Open AccessIncreased expression of programmed death ligand 1 (PD-L1) in human pituitary tumors
Author(s) -
Yu Mei,
Wenya Linda Bi,
Noah F. Greenwald,
Ziming Du,
Nathalie Y.R. Agar,
Ursula B. Kaiser,
Whitney W. Woodmansee,
David A. Reardon,
Gordon J. Freeman,
Peter E. Fecci,
Edward R. Laws,
Sandro Santagata,
Gavin P. Dunn,
Ian F. Dunn
Publication year - 2016
Publication title -
oncotarget
Language(s) - English
Resource type - Journals
SCImago Journal Rank - 1.373
H-Index - 127
ISSN - 1949-2553
DOI - 10.18632/oncotarget.12088
Subject(s) - immunotherapy , immune checkpoint , pituitary tumors , pituitary adenoma , cancer research , medicine , immune system , pituitary neoplasm , immunohistochemistry , tumor infiltrating lymphocytes , pd l1 , null cell , pituitary gland , adenoma , endocrinology , biology , immunology , hormone , cell culture , genetics
Subsets of pituitary tumors exhibit an aggressive clinical courses and recur despite surgery, radiation, and chemotherapy.
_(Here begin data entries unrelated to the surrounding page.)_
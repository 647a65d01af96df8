//! Colorful console output for solver events.
//!
//! Provides a custom `tracing` layer that formats solver events with colors.
//!
//! ## Log Levels
//!
//! - **WARN**: Dropped adjacencies, failed requests
//! - **INFO**: Solve start/end, served requests
//! - **DEBUG**: Backtracks and aborted searches
//! - **TRACE**: Every recorded step

use num_format::{Locale, ToFormattedString};
use owo_colors::OwoColorize;
use std::io::{self, Write};
use std::sync::atomic::{AtomicU64, Ordering};
use std::sync::OnceLock;
use std::time::Instant;
use tracing::field::{Field, Visit};
use tracing::{Event, Subscriber};
use tracing_subscriber::layer::Context;
use tracing_subscriber::layer::SubscriberExt;
use tracing_subscriber::util::SubscriberInitExt;
use tracing_subscriber::{EnvFilter, Layer};

static INIT: OnceLock<()> = OnceLock::new();
static EPOCH: OnceLock<Instant> = OnceLock::new();
static SOLVE_START_NANOS: AtomicU64 = AtomicU64::new(0);

/// Filter used when `RUST_LOG` is unset or unparsable.
pub const DEFAULT_FILTER: &str =
    "mapcolor=warn,mapcolor_solver=info,mapcolor_core=warn,mapcolor_server=info";

const VERSION: &str = env!("CARGO_PKG_VERSION");

/// Initializes the solver console output.
///
/// Safe to call multiple times - only the first call has effect.
/// Prints the banner and sets up tracing.
pub fn init() {
    INIT.get_or_init(|| {
        print_banner();

        let filter =
            EnvFilter::try_from_default_env().unwrap_or_else(|_| EnvFilter::new(DEFAULT_FILTER));

        let _ = tracing_subscriber::registry()
            .with(filter)
            .with(SolverConsoleLayer)
            .try_init();
    });
}

fn mark_solve_start() {
    let epoch = EPOCH.get_or_init(Instant::now);
    let nanos = epoch.elapsed().as_nanos() as u64;
    SOLVE_START_NANOS.store(nanos, Ordering::Relaxed);
}

fn elapsed_secs() -> f64 {
    let Some(epoch) = EPOCH.get() else {
        return 0.0;
    };
    let start_nanos = SOLVE_START_NANOS.load(Ordering::Relaxed);
    let now_nanos = epoch.elapsed().as_nanos() as u64;
    now_nanos.saturating_sub(start_nanos) as f64 / 1_000_000_000.0
}

fn print_banner() {
    let banner = r#"
 __  __              ____      _
|  \/  | __ _ _ __  / ___|___ | | ___  _ __
| |\/| |/ _` | '_ \| |   / _ \| |/ _ \| '__|
| |  | | (_| | |_) | |__| (_) | | (_) | |
|_|  |_|\__,_| .__/ \____\___/|_|\___/|_|
             |_|
"#;

    let version_line = format!("          v{} - Graph Coloring Search\n", VERSION);

    let mut stdout = io::stdout().lock();
    let _ = writeln!(stdout, "{}", banner.bright_cyan());
    let _ = writeln!(stdout, "{}", version_line.bright_white().bold());
    let _ = stdout.flush();
}

/// A tracing layer that formats solver events with colors.
pub struct SolverConsoleLayer;

impl<S: Subscriber> Layer<S> for SolverConsoleLayer {
    fn on_event(&self, event: &Event<'_>, _ctx: Context<'_, S>) {
        let target = event.metadata().target();

        if target != "mapcolor"
            && !target.starts_with("mapcolor::")
            && !target.starts_with("mapcolor_solver")
            && !target.starts_with("mapcolor_core")
            && !target.starts_with("mapcolor_server")
        {
            return;
        }

        let mut visitor = EventVisitor::default();
        event.record(&mut visitor);

        let output = format_event(&visitor);
        if !output.is_empty() {
            let _ = writeln!(io::stdout(), "{}", output);
        }
    }
}

#[derive(Default)]
struct EventVisitor {
    event: Option<String>,
    strategy: Option<String>,
    region: Option<String>,
    color: Option<String>,
    kind: Option<String>,
    reason: Option<String>,
    aborted: Option<String>,
    error: Option<String>,
    path: Option<String>,
    region_count: Option<u64>,
    adjacency_count: Option<u64>,
    color_count: Option<u64>,
    steps: Option<u64>,
    backtracks: Option<u64>,
    step: Option<u64>,
    assigned: Option<u64>,
    position: Option<u64>,
    arity: Option<u64>,
    duration_ms: Option<u64>,
    elapsed_ms: Option<u64>,
    status: Option<u64>,
    success: Option<bool>,
}

impl EventVisitor {
    fn set_str(&mut self, name: &str, value: String) {
        match name {
            "event" => self.event = Some(value),
            "strategy" => self.strategy = Some(value),
            "region" => self.region = Some(value),
            "color" => self.color = Some(value),
            "kind" => self.kind = Some(value),
            "reason" => self.reason = Some(value),
            "aborted" => self.aborted = Some(value),
            "error" => self.error = Some(value),
            "path" => self.path = Some(value),
            _ => {}
        }
    }
}

impl Visit for EventVisitor {
    fn record_debug(&mut self, field: &Field, value: &dyn std::fmt::Debug) {
        let s = format!("{:?}", value);
        self.set_str(field.name(), s.trim_matches('"').to_string());
    }

    fn record_str(&mut self, field: &Field, value: &str) {
        self.set_str(field.name(), value.to_string());
    }

    fn record_u64(&mut self, field: &Field, value: u64) {
        match field.name() {
            "region_count" => self.region_count = Some(value),
            "adjacency_count" => self.adjacency_count = Some(value),
            "color_count" => self.color_count = Some(value),
            "steps" => self.steps = Some(value),
            "backtracks" => self.backtracks = Some(value),
            "step" => self.step = Some(value),
            "assigned" => self.assigned = Some(value),
            "position" => self.position = Some(value),
            "arity" => self.arity = Some(value),
            "duration_ms" => self.duration_ms = Some(value),
            "elapsed_ms" => self.elapsed_ms = Some(value),
            "status" => self.status = Some(value),
            _ => {}
        }
    }

    fn record_i64(&mut self, field: &Field, value: i64) {
        self.record_u64(field, value as u64);
    }

    fn record_bool(&mut self, field: &Field, value: bool) {
        if field.name() == "success" {
            self.success = Some(value);
        }
    }
}

fn format_event(v: &EventVisitor) -> String {
    match v.event.as_deref().unwrap_or("") {
        "solve_start" => format_solve_start(v),
        "solve_end" => format_solve_end(v),
        "backtrack" => format_backtrack(v),
        "search_aborted" => format_search_aborted(v),
        "adjacency_dropped" => format_adjacency_dropped(v),
        "step" => format_step(v),
        "config_loaded" => format_config_loaded(v),
        "config_rejected" => format_config_rejected(v),
        "request_solved" => format_request_solved(v),
        "request_failed" => format_request_failed(v),
        _ => String::new(),
    }
}

fn format_elapsed() -> String {
    format!("{:>7.3}s", elapsed_secs())
        .bright_black()
        .to_string()
}

fn format_solve_start(v: &EventVisitor) -> String {
    mark_solve_start();
    let strategy = v.strategy.as_deref().unwrap_or("unknown");
    let regions = v.region_count.unwrap_or(0);
    let adjacencies = v.adjacency_count.unwrap_or(0);
    let colors = v.color_count.unwrap_or(0);

    format!(
        "{} {} Solving │ {} │ {} regions │ {} adjacencies │ {} colors │ space {}",
        format_elapsed(),
        "▶".bright_green().bold(),
        strategy.white().bold(),
        regions.to_formatted_string(&Locale::en).bright_yellow(),
        adjacencies.to_formatted_string(&Locale::en).bright_yellow(),
        colors.to_formatted_string(&Locale::en).bright_yellow(),
        search_space(regions as usize, colors as usize).bright_magenta()
    )
}

fn format_solve_end(v: &EventVisitor) -> String {
    let steps = v.steps.unwrap_or(0);
    let backtracks = v.backtracks.unwrap_or(0);
    let duration = v.duration_ms.unwrap_or(0);

    let (status_text, status) = match (v.success.unwrap_or(false), v.aborted.as_deref()) {
        (true, _) => (
            "COLORING FOUND".to_string(),
            "COLORED".bright_green().bold().to_string(),
        ),
        (false, Some(reason)) => (
            format!("ABORTED ({reason})"),
            "ABORTED".bright_yellow().bold().to_string(),
        ),
        (false, None) => (
            "NO PROPER COLORING EXISTS".to_string(),
            "EXHAUSTED".bright_red().bold().to_string(),
        ),
    };

    let mut output = format!(
        "{} {} Solving complete │ {} │ {} steps │ {} backtracks │ {}",
        format_elapsed(),
        "■".bright_cyan().bold(),
        format_duration_ms(duration).yellow(),
        steps.to_formatted_string(&Locale::en).white(),
        backtracks.to_formatted_string(&Locale::en).white(),
        status
    );

    // Summary box
    let inner_width: usize = 44;
    let rule = "═".repeat(inner_width);
    let total_pad = inner_width.saturating_sub(status_text.chars().count());
    let left_pad = total_pad / 2;
    let right_pad = total_pad - left_pad;

    output.push_str("\n\n");
    output.push_str(&format!("╔{rule}╗").bright_cyan().to_string());
    output.push('\n');
    output.push_str(&format!(
        "{}{}{}{}{}",
        "║".bright_cyan(),
        " ".repeat(left_pad),
        status_text.bold(),
        " ".repeat(right_pad),
        "║".bright_cyan()
    ));
    output.push('\n');
    output.push_str(&format!("╚{rule}╝").bright_cyan().to_string());
    output.push('\n');

    output
}

fn format_backtrack(v: &EventVisitor) -> String {
    format!(
        "{} {} Backtrack {}={} │ step {}",
        format_elapsed(),
        "↩".yellow(),
        v.region.as_deref().unwrap_or("?").white(),
        v.color.as_deref().unwrap_or("?").white(),
        v.step
            .unwrap_or(0)
            .to_formatted_string(&Locale::en)
            .bright_black()
    )
}

fn format_search_aborted(v: &EventVisitor) -> String {
    format!(
        "{} {} Search aborted │ {} │ {} steps │ {}",
        format_elapsed(),
        "⏹".bright_yellow().bold(),
        v.reason.as_deref().unwrap_or("unknown").bright_yellow(),
        v.steps.unwrap_or(0).to_formatted_string(&Locale::en).white(),
        format_duration_ms(v.elapsed_ms.unwrap_or(0)).yellow()
    )
}

fn format_adjacency_dropped(v: &EventVisitor) -> String {
    format!(
        "{} {} Adjacency #{} dropped │ {} regions, expected 2",
        format_elapsed(),
        "⚠".bright_red().bold(),
        v.position.unwrap_or(0),
        v.arity.unwrap_or(0)
    )
}

fn format_step(v: &EventVisitor) -> String {
    let kind = v.kind.as_deref().unwrap_or("?");
    let icon = match kind {
        "assign" => "✓".bright_green().to_string(),
        "conflict" => "✗".bright_red().to_string(),
        _ => "↩".yellow().to_string(),
    };

    format!(
        "{} {} Step {:>8} │ {:<9} │ {}={} │ {} colored",
        format_elapsed(),
        icon,
        v.step
            .unwrap_or(0)
            .to_formatted_string(&Locale::en)
            .bright_black(),
        kind,
        v.region.as_deref().unwrap_or("?"),
        v.color.as_deref().unwrap_or("?"),
        v.assigned.unwrap_or(0).bright_black()
    )
}

fn format_config_loaded(v: &EventVisitor) -> String {
    format!(
        "{} {} Config {} │ default {}",
        format_elapsed(),
        "⚙".bright_blue(),
        v.path.as_deref().unwrap_or("?").white(),
        v.strategy.as_deref().unwrap_or("backtracking").white().bold()
    )
}

fn format_config_rejected(v: &EventVisitor) -> String {
    format!(
        "{} {} Config {} ignored │ {}",
        format_elapsed(),
        "⚠".yellow(),
        v.path.as_deref().unwrap_or("?").white(),
        v.error.as_deref().unwrap_or("")
    )
}

fn format_request_solved(v: &EventVisitor) -> String {
    let outcome = if v.success.unwrap_or(false) {
        "colored".bright_green().to_string()
    } else {
        "uncolored".bright_red().to_string()
    };

    format!(
        "{} {} POST /solve/{} │ {} │ {} steps │ {}",
        format_elapsed(),
        "◆".bright_blue(),
        v.strategy.as_deref().unwrap_or("?").white().bold(),
        outcome,
        v.steps.unwrap_or(0).to_formatted_string(&Locale::en).white(),
        format_duration_ms(v.duration_ms.unwrap_or(0)).yellow()
    )
}

fn format_request_failed(v: &EventVisitor) -> String {
    format!(
        "{} {} Request failed │ {} │ {}",
        format_elapsed(),
        "✗".bright_red().bold(),
        v.status.unwrap_or(0).bright_red(),
        v.error.as_deref().unwrap_or("")
    )
}

fn format_duration_ms(ms: u64) -> String {
    if ms < 1000 {
        format!("{}ms", ms)
    } else if ms < 60_000 {
        format!("{:.2}s", ms as f64 / 1000.0)
    } else {
        let mins = ms / 60_000;
        let secs = (ms % 60_000) / 1000;
        format!("{}m {}s", mins, secs)
    }
}

/// Size of the unpruned search space, `colors ^ regions`.
fn search_space(region_count: usize, color_count: usize) -> String {
    if region_count == 0 {
        return "1".to_string();
    }
    if color_count == 0 {
        return "0".to_string();
    }

    let log_scale = (region_count as f64) * (color_count as f64).log10();
    let exponent = log_scale.floor() as i32;
    let mantissa = 10f64.powf(log_scale - exponent as f64);

    format!("{:.3} x 10^{}", mantissa, exponent)
}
Because modulation of the immune response through inhibition of T-cell checkpoints has led to durable clinical responses in multiple malignancies, we explored whether pituitary adenomas express immune-related biomarkers that could suggest suitability for immunotherapy. Specifically, programmed death ligand 1 (PD-L1) has emerged as a potential biomarker whose expression may portend more favorable responses to immune checkpoint blockade therapies. We thus investigated the expression of PD-L1 in pituitary adenomas.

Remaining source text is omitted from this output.